Lee Chang-Dong es un narrador nato, y rodea a su protagonista principal de una impresionante galería de personajes secundarios, que ofrecen un interesante fresco no sólo de la sociedad coreana en particular, sino de la comedia humana en general. Y así, tenemos al policía honesto que fue traspasado de su puesto a uno de menor categoría, y que se dedica a recitar poemas eróticos en sus ratos libres; tenemos al viejo patriarca, discapacitado por un infarto cerebral y obsesionado con fornicar por una última vez antes de morir; tenemos a los empresarios de medio pelo, preocupados más por la educación académica de sus hijos que por la integridad de los mismos; tenemos a los adolescentes apáticos e hipnotizados por los móviles y el televisor... Todos ellos convencen por su humanidad llena de imperfecciones, por su cercanía,  por su estupidez. Todos ellos son fuente de inspiración para Mija.

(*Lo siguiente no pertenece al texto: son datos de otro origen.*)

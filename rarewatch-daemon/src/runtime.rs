use std::path::Path;
use std::time::Duration;

use tokio::sync::broadcast;
use tokio::time::MissedTickBehavior;

use rarewatch_notify::{Announcement, DiscordNotifier, LogNotifier, Notifier};
use rarewatch_source::{EnrichingSource, ScraperCommand};

use crate::config::Config;
use crate::driver::{CycleReport, Driver};
use crate::error::{io_err, CycleError, DaemonError};
use crate::log_rotation::RotatingFile;

/// How `once` should treat the cycle it runs.
#[derive(Debug, Clone, Copy, PartialEq, Eq)]
pub enum OnceMode {
    /// Fetch, persist, announce.
    Commit,
    /// Fetch and reconcile only.
    DryRun,
}

#[derive(Debug, Clone)]
pub enum OnceOutcome {
    Preview(Vec<Announcement>),
    Cycle(CycleReport),
}

/// Start the polling loop and block the current thread until ctrl-c.
///
/// With `log_only`, announcements go to the log instead of the chat channel.
pub fn start_blocking(config: Config, log_only: bool) -> Result<(), DaemonError> {
    init_tracing(config.debug, config.log_json, config.log_path.as_deref());
    let runtime = build_runtime()?;
    runtime.block_on(async move {
        let mut driver = build_driver(&config, log_only).await?;
        tracing::info!(
            artist = %config.artist,
            interval_secs = config.update_interval.as_secs(),
            state = %config.state_path.display(),
            "watching artist for updates",
        );

        let (shutdown_tx, shutdown_rx) = broadcast::channel::<()>(4);
        let signal_handle = {
            let shutdown = shutdown_tx.clone();
            tokio::spawn(async move {
                match tokio::signal::ctrl_c().await {
                    Ok(()) => {
                        tracing::info!("received ctrl-c, shutting down");
                        let _ = shutdown.send(());
                    }
                    Err(err) => tracing::error!(error = %err, "ctrl-c handler failed"),
                }
            })
        };

        let result = run(&mut driver, config.update_interval, shutdown_rx).await;
        signal_handle.abort();
        drop(shutdown_tx);
        result
    })
}

/// Run a single cycle and return what it did (or would do).
pub fn once_blocking(
    config: Config,
    mode: OnceMode,
    log_only: bool,
) -> Result<OnceOutcome, DaemonError> {
    init_tracing(config.debug, config.log_json, config.log_path.as_deref());
    let runtime = build_runtime()?;
    runtime.block_on(async move {
        // A dry run never announces, so it never needs chat credentials checked.
        let log_only = log_only || mode == OnceMode::DryRun;
        let mut driver = build_driver(&config, log_only).await?;
        match mode {
            OnceMode::DryRun => Ok(OnceOutcome::Preview(driver.preview().await?)),
            OnceMode::Commit => Ok(OnceOutcome::Cycle(driver.run_cycle().await?)),
        }
    })
}

/// Poll at `interval` until `shutdown` fires.
///
/// The first cycle starts immediately. Cycles never overlap: ticks that pass
/// while a cycle is still running are skipped. Shutdown during the fetch
/// abandons the cycle; once the fetch has returned the cycle is completed.
pub async fn run(
    driver: &mut Driver,
    interval: Duration,
    mut shutdown: broadcast::Receiver<()>,
) -> Result<(), DaemonError> {
    driver.seed()?;

    let mut ticker = tokio::time::interval(interval);
    ticker.set_missed_tick_behavior(MissedTickBehavior::Skip);

    loop {
        tokio::select! {
            _ = shutdown.recv() => break,
            _ = ticker.tick() => {}
        }

        tracing::info!(artist = %driver.artist(), "started update cycle");
        let fetched = tokio::select! {
            _ = shutdown.recv() => {
                tracing::info!("shutdown requested during fetch; cycle abandoned");
                break;
            }
            fetched = driver.fetch() => fetched,
        };

        let snapshot = match fetched {
            Ok(snapshot) => snapshot,
            Err(err) => {
                tracing::warn!(error = %err, "fetch failed; skipping cycle");
                continue;
            }
        };

        match driver.apply(snapshot).await {
            Ok(report) => tracing::info!(
                fetched = report.fetched,
                announced = report.announced,
                failed = report.failed_notifications,
                "finished update cycle",
            ),
            Err(CycleError::Persist { source, report }) => tracing::error!(
                error = %source,
                announced = report.announced,
                "update cycle finished without persisting state",
            ),
            Err(err) => tracing::error!(error = %err, "update cycle failed"),
        }
    }

    Ok(())
}

async fn build_driver(config: &Config, log_only: bool) -> Result<Driver, DaemonError> {
    let source = EnrichingSource::new(ScraperCommand::new(config.scraper.clone()))
        .with_concurrency(config.fetch_concurrency);

    let notifier: Box<dyn Notifier> = if log_only {
        Box::new(LogNotifier)
    } else {
        Box::new(
            DiscordNotifier::new(config.discord_token.clone(), config.channel_id)
                .connect(config.server_id)
                .await?,
        )
    };

    Ok(Driver::new(
        Box::new(source),
        notifier,
        config.store(),
        config.artist.clone(),
    )
    .with_strategy(config.diff_strategy))
}

fn build_runtime() -> Result<tokio::runtime::Runtime, DaemonError> {
    tokio::runtime::Builder::new_multi_thread()
        .enable_all()
        .build()
        .map_err(|e| io_err("tokio-runtime", e))
}

/// Install the global subscriber: stderr, plus `log_path` when given.
///
/// `RUST_LOG` wins over `debug`. The file always gets plain text without
/// ANSI colours; `json` only affects stderr.
pub fn init_tracing(debug: bool, json: bool, log_path: Option<&Path>) {
    use tracing_subscriber::{fmt, prelude::*, EnvFilter};

    let default = if debug { "debug" } else { "info" };
    let filter = EnvFilter::try_from_default_env().unwrap_or_else(|_| EnvFilter::new(default));

    let stderr = if json {
        fmt::layer().json().with_target(false).boxed()
    } else {
        fmt::layer().with_target(false).boxed()
    };

    let (file, file_error) = match log_path.map(|path| RotatingFile::open(path)) {
        Some(Ok(writer)) => (
            Some(
                fmt::layer()
                    .with_ansi(false)
                    .with_target(false)
                    .with_writer(writer),
            ),
            None,
        ),
        Some(Err(err)) => (None, Some(err)),
        None => (None, None),
    };

    let _ = tracing_subscriber::registry()
        .with(filter)
        .with(stderr)
        .with(file)
        .try_init();

    if let (Some(path), Some(err)) = (log_path, file_error) {
        tracing::warn!(
            path = %path.display(),
            error = %err,
            "log file unavailable; logging to stderr only",
        );
    }
}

Poetry se inicia y concluye con un río. En la primera escena, unos niños que juegan en la orilla descubren el cadáver de Hee-jin flotando sobre las aguas. En la última escena, un poema recitado en off por Mija va encadenando imágenes cotidianas (oficinistas que vuelven a casa, niños saltando bajo la lluvia artificial de una manguera, el tráfico, los árboles, cosas así) hasta llegar a la apoteosis del puente. El puente es el lugar desde el que Hee-jin se despidió del mundo. El río que hay debajo de este puente fluye hacia nosotros, trayéndonos en su cauce el secreto de las vidas que se han ido y el de las palabras que se han olvidado. De ese secreto, de ese silencio, y de la belleza que siempre permanece, nos habla Poetry.